## What you should do:
How many lines of these entries hold the string "since"? Reply with the number alone.

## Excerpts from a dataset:
⁂
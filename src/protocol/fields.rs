//! # Packet Word Layout and Protocol Types
//!
//! Core definitions for the 16-bit Power Functions packet word.
//!
//! ## Word Layout
//!
//! | Bits | Field | Valid when |
//! |------|-------|------------|
//! | 14 | Escape flag | always |
//! | 13–12 | Logical channel (0–3) | always |
//! | 10–8 | Mode code (0–7) | escape = 0 |
//! | 7–6 | BLUE 2-bit field | mode code = 1 |
//! | 5–4 | RED 2-bit field | mode code = 1 |
//!
//! The word is assumed to have passed LRC checking upstream; nothing here
//! validates integrity.

use crate::error::{PfReceiverError, Result};

/// Mask for the logical channel field (bits 13–12)
pub const PF_CHANNEL_MASK: u16 = 0x3000;

/// Shift for the logical channel field
pub const PF_CHANNEL_SHIFT: u16 = 12;

/// Escape flag bit position (bit 14)
pub const PF_ESCAPE_BIT: u16 = 14;

/// Mask for the mode code field (bits 10–8)
pub const PF_MODE_MASK: u16 = 0x0700;

/// Shift for the mode code field
pub const PF_MODE_SHIFT: u16 = 8;

/// Mask for the BLUE output 2-bit field (bits 7–6)
pub const PF_BLUE_FIELD_MASK: u16 = 0x00C0;

/// Shift for the BLUE output field
pub const PF_BLUE_FIELD_SHIFT: u16 = 6;

/// Mask for the RED output 2-bit field (bits 5–4)
pub const PF_RED_FIELD_MASK: u16 = 0x0030;

/// Shift for the RED output field
pub const PF_RED_FIELD_SHIFT: u16 = 4;

/// Number of addressable logical channels
pub const PF_NUM_CHANNELS: u8 = 4;

/// Number of outputs per logical channel (RED, BLUE)
pub const PF_NUM_SUBCHANNELS: usize = 2;

/// Maximum speed magnitude produced by any decoded mode
pub const PF_MAX_SPEED: i8 = 7;

/// Default per-output staleness threshold in milliseconds
pub const PF_TIMEOUT_DEFAULT_MS: u64 = 750;

/// Extracts the logical channel (0–3) from a packet word.
///
/// Useful for routing a word to the right decoder instance before any
/// decoder accepts it.
#[must_use]
pub fn channel_of(word: u16) -> u8 {
    ((word & PF_CHANNEL_MASK) >> PF_CHANNEL_SHIFT) as u8
}

/// Extracts the escape flag (0 or 1) from a packet word.
#[must_use]
pub fn escape_of(word: u16) -> u8 {
    ((word >> PF_ESCAPE_BIT) & 0x1) as u8
}

/// Extracts the 3-bit mode code from a packet word.
///
/// Only meaningful when the escape flag is 0.
#[must_use]
pub fn mode_code_of(word: u16) -> u8 {
    ((word & PF_MODE_MASK) >> PF_MODE_SHIFT) as u8
}

/// Extracts the BLUE output 2-bit field from a packet word.
///
/// Only meaningful in Combo Direct mode (mode code 1).
#[must_use]
pub fn blue_field_of(word: u16) -> u8 {
    ((word & PF_BLUE_FIELD_MASK) >> PF_BLUE_FIELD_SHIFT) as u8
}

/// Extracts the RED output 2-bit field from a packet word.
///
/// Only meaningful in Combo Direct mode (mode code 1).
#[must_use]
pub fn red_field_of(word: u16) -> u8 {
    ((word & PF_RED_FIELD_MASK) >> PF_RED_FIELD_SHIFT) as u8
}

/// One of the two independently driven outputs of a logical channel.
///
/// Used as the index type everywhere a per-output value is addressed, so
/// the "only two subchannels" invariant lives in the type system instead of
/// runtime range checks.
#[derive(Debug, Clone, Copy, PartialEq, Eq, Hash)]
pub enum Subchannel {
    /// Output A, wire id 0
    Red = 0,
    /// Output B, wire id 1
    Blue = 1,
}

impl Subchannel {
    /// Converts a raw wire id (0 or 1) to a subchannel.
    ///
    /// # Errors
    ///
    /// Returns [`PfReceiverError::InvalidSubchannel`] for any other id.
    pub fn from_id(id: u8) -> Result<Self> {
        match id {
            0 => Ok(Subchannel::Red),
            1 => Ok(Subchannel::Blue),
            other => Err(PfReceiverError::InvalidSubchannel(other)),
        }
    }

    /// Returns the raw wire id (0 for RED, 1 for BLUE).
    #[must_use]
    pub fn id(self) -> u8 {
        self as u8
    }

    /// Index into per-output arrays.
    #[must_use]
    pub fn index(self) -> usize {
        self as usize
    }
}

impl std::fmt::Display for Subchannel {
    fn fmt(&self, f: &mut std::fmt::Formatter<'_>) -> std::fmt::Result {
        match self {
            Subchannel::Red => write!(f, "RED"),
            Subchannel::Blue => write!(f, "BLUE"),
        }
    }
}

/// Operating mode latched from the most recent accepted packet.
///
/// Only [`Mode::ComboDirect`] has its payload interpreted; the remaining
/// variants record that the mode was seen without touching output state.
#[derive(Debug, Clone, Copy, PartialEq, Eq)]
pub enum Mode {
    /// No packet decoded yet
    Uninitialized,
    /// Escape flag set; Combo PWM payload, not interpreted
    ComboPwm,
    /// Mode code 0; payload not interpreted
    Extended,
    /// Mode code 1; fully decoded into per-output speed/brake
    ComboDirect,
    /// Mode codes 2–3; payload not interpreted
    Reserved(u8),
    /// Mode codes 4–7; payload not interpreted
    SingleOutput(u8),
}

impl Mode {
    /// Classifies a 3-bit mode code.
    #[must_use]
    pub fn from_code(code: u8) -> Self {
        match code & 0x7 {
            0 => Mode::Extended,
            1 => Mode::ComboDirect,
            c @ 2..=3 => Mode::Reserved(c),
            c => Mode::SingleOutput(c),
        }
    }

    /// Legacy signed representation: -2 uninitialized, -1 Combo PWM,
    /// 0–7 the raw mode code.
    #[must_use]
    pub fn code(self) -> i8 {
        match self {
            Mode::Uninitialized => -2,
            Mode::ComboPwm => -1,
            Mode::Extended => 0,
            Mode::ComboDirect => 1,
            Mode::Reserved(c) | Mode::SingleOutput(c) => c as i8,
        }
    }
}

/// Decoded drive state of one output.
#[derive(Debug, Clone, Copy, PartialEq, Eq, Default)]
pub struct OutputState {
    /// Signed speed in [-7, 7]; 0 means no drive (float or just-braked)
    pub speed: i8,

    /// True when the output was commanded to brake-then-float rather than
    /// simply float
    pub brake: bool,
}

/// Maps a Combo Direct 2-bit field to its output state.
///
/// | field | speed | brake |
/// |-------|-------|-------|
/// | 0 | 0 | false |
/// | 1 | +7 | false |
/// | 2 | -7 | false |
/// | 3 | 0 | true |
///
/// Combo Direct is digital: forward/backward always drive at full speed.
#[must_use]
pub fn decode_combo_field(bits: u8) -> OutputState {
    match bits & 0x3 {
        0 => OutputState {
            speed: 0,
            brake: false,
        },
        1 => OutputState {
            speed: PF_MAX_SPEED,
            brake: false,
        },
        2 => OutputState {
            speed: -PF_MAX_SPEED,
            brake: false,
        },
        _ => OutputState {
            speed: 0,
            brake: true,
        },
    }
}

#[cfg(test)]
mod tests {
    use super::*;

    // ==================== Field Extraction Tests ====================

    #[test]
    fn test_channel_extraction() {
        assert_eq!(channel_of(0x0000), 0);
        assert_eq!(channel_of(0x1000), 1);
        assert_eq!(channel_of(0x2000), 2);
        assert_eq!(channel_of(0x3000), 3);
        // Bits outside the channel field do not leak in
        assert_eq!(channel_of(0xCFFF), 0);
    }

    #[test]
    fn test_escape_extraction() {
        assert_eq!(escape_of(0x0000), 0);
        assert_eq!(escape_of(0x4000), 1);
        assert_eq!(escape_of(0xBFFF), 0);
    }

    #[test]
    fn test_mode_code_extraction() {
        assert_eq!(mode_code_of(0x0000), 0);
        assert_eq!(mode_code_of(0x0100), 1);
        assert_eq!(mode_code_of(0x0700), 7);
        assert_eq!(mode_code_of(0xF8FF), 0);
    }

    #[test]
    fn test_output_field_extraction() {
        // BLUE = bits 7-6, RED = bits 5-4
        let word = 0x00D0; // BLUE field = 0b11, RED field = 0b01
        assert_eq!(blue_field_of(word), 3);
        assert_eq!(red_field_of(word), 1);

        assert_eq!(blue_field_of(0x0000), 0);
        assert_eq!(red_field_of(0x0000), 0);
        assert_eq!(blue_field_of(0x00C0), 3);
        assert_eq!(red_field_of(0x0030), 3);
    }

    #[test]
    fn test_layout_constants() {
        assert_eq!(PF_CHANNEL_MASK, 0x3000);
        assert_eq!(PF_MODE_MASK, 0x0700);
        assert_eq!(PF_BLUE_FIELD_MASK, 0x00C0);
        assert_eq!(PF_RED_FIELD_MASK, 0x0030);
        assert_eq!(PF_NUM_CHANNELS, 4);
        assert_eq!(PF_TIMEOUT_DEFAULT_MS, 750);
    }

    // ==================== Subchannel Tests ====================

    #[test]
    fn test_subchannel_from_valid_id() {
        assert_eq!(Subchannel::from_id(0).unwrap(), Subchannel::Red);
        assert_eq!(Subchannel::from_id(1).unwrap(), Subchannel::Blue);
    }

    #[test]
    fn test_subchannel_from_invalid_id() {
        for id in [2u8, 5, 255] {
            match Subchannel::from_id(id) {
                Err(PfReceiverError::InvalidSubchannel(got)) => assert_eq!(got, id),
                other => panic!("Expected InvalidSubchannel, got: {:?}", other),
            }
        }
    }

    #[test]
    fn test_subchannel_ids_round_trip() {
        assert_eq!(Subchannel::Red.id(), 0);
        assert_eq!(Subchannel::Blue.id(), 1);
        assert_eq!(Subchannel::Red.index(), 0);
        assert_eq!(Subchannel::Blue.index(), 1);
    }

    #[test]
    fn test_subchannel_display() {
        assert_eq!(Subchannel::Red.to_string(), "RED");
        assert_eq!(Subchannel::Blue.to_string(), "BLUE");
    }

    // ==================== Mode Tests ====================

    #[test]
    fn test_mode_from_code() {
        assert_eq!(Mode::from_code(0), Mode::Extended);
        assert_eq!(Mode::from_code(1), Mode::ComboDirect);
        assert_eq!(Mode::from_code(2), Mode::Reserved(2));
        assert_eq!(Mode::from_code(3), Mode::Reserved(3));
        assert_eq!(Mode::from_code(4), Mode::SingleOutput(4));
        assert_eq!(Mode::from_code(7), Mode::SingleOutput(7));
    }

    #[test]
    fn test_mode_legacy_codes() {
        assert_eq!(Mode::Uninitialized.code(), -2);
        assert_eq!(Mode::ComboPwm.code(), -1);
        assert_eq!(Mode::Extended.code(), 0);
        assert_eq!(Mode::ComboDirect.code(), 1);
        assert_eq!(Mode::Reserved(3).code(), 3);
        assert_eq!(Mode::SingleOutput(6).code(), 6);
    }

    #[test]
    fn test_mode_code_round_trip() {
        for code in 0..8u8 {
            assert_eq!(Mode::from_code(code).code(), code as i8);
        }
    }

    // ==================== Combo Direct Table Tests ====================

    #[test]
    fn test_combo_field_float() {
        let state = decode_combo_field(0);
        assert_eq!(state.speed, 0);
        assert!(!state.brake);
    }

    #[test]
    fn test_combo_field_forward() {
        let state = decode_combo_field(1);
        assert_eq!(state.speed, 7);
        assert!(!state.brake);
    }

    #[test]
    fn test_combo_field_backward() {
        let state = decode_combo_field(2);
        assert_eq!(state.speed, -7);
        assert!(!state.brake);
    }

    #[test]
    fn test_combo_field_brake() {
        let state = decode_combo_field(3);
        assert_eq!(state.speed, 0);
        assert!(state.brake);
    }

    #[test]
    fn test_combo_field_speed_magnitudes() {
        // Combo Direct only ever produces -7, 0 or +7
        for bits in 0..4u8 {
            let state = decode_combo_field(bits);
            assert!(matches!(state.speed, -7 | 0 | 7));
        }
    }

    #[test]
    fn test_combo_field_ignores_high_bits() {
        // Only the low 2 bits are meaningful
        assert_eq!(decode_combo_field(0b101), decode_combo_field(0b01));
    }
}
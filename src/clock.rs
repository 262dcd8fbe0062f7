//! Trait abstraction for the monotonic time source to enable testing

use std::time::Instant;

/// Read-only provider of elapsed milliseconds since some fixed origin.
///
/// The decoder only ever reads the clock; it never sleeps or schedules.
/// The origin is arbitrary as long as the reading never goes backwards.
pub trait MonotonicClock {
    /// Milliseconds elapsed since the clock's origin
    fn now_ms(&self) -> u64;
}

/// Production clock backed by `std::time::Instant`, measuring from the
/// moment it was created.
#[derive(Debug)]
pub struct SystemClock {
    start: Instant,
}

impl SystemClock {
    #[must_use]
    pub fn new() -> Self {
        Self {
            start: Instant::now(),
        }
    }
}

impl Default for SystemClock {
    fn default() -> Self {
        Self::new()
    }
}

impl MonotonicClock for SystemClock {
    fn now_ms(&self) -> u64 {
        self.start.elapsed().as_millis() as u64
    }
}

#[cfg(test)]
pub mod mocks {
    use super::*;
    use std::sync::{Arc, Mutex};

    /// Mock clock for testing with manually advanced time
    #[derive(Clone)]
    pub struct MockClock {
        now_ms: Arc<Mutex<u64>>,
    }

    impl MockClock {
        pub fn new(start_ms: u64) -> Self {
            Self {
                now_ms: Arc::new(Mutex::new(start_ms)),
            }
        }

        pub fn advance(&self, delta_ms: u64) {
            *self.now_ms.lock().unwrap() += delta_ms;
        }

        pub fn set(&self, now_ms: u64) {
            *self.now_ms.lock().unwrap() = now_ms;
        }
    }

    impl MonotonicClock for MockClock {
        fn now_ms(&self) -> u64 {
            *self.now_ms.lock().unwrap()
        }
    }
}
⁂
## Your response:
2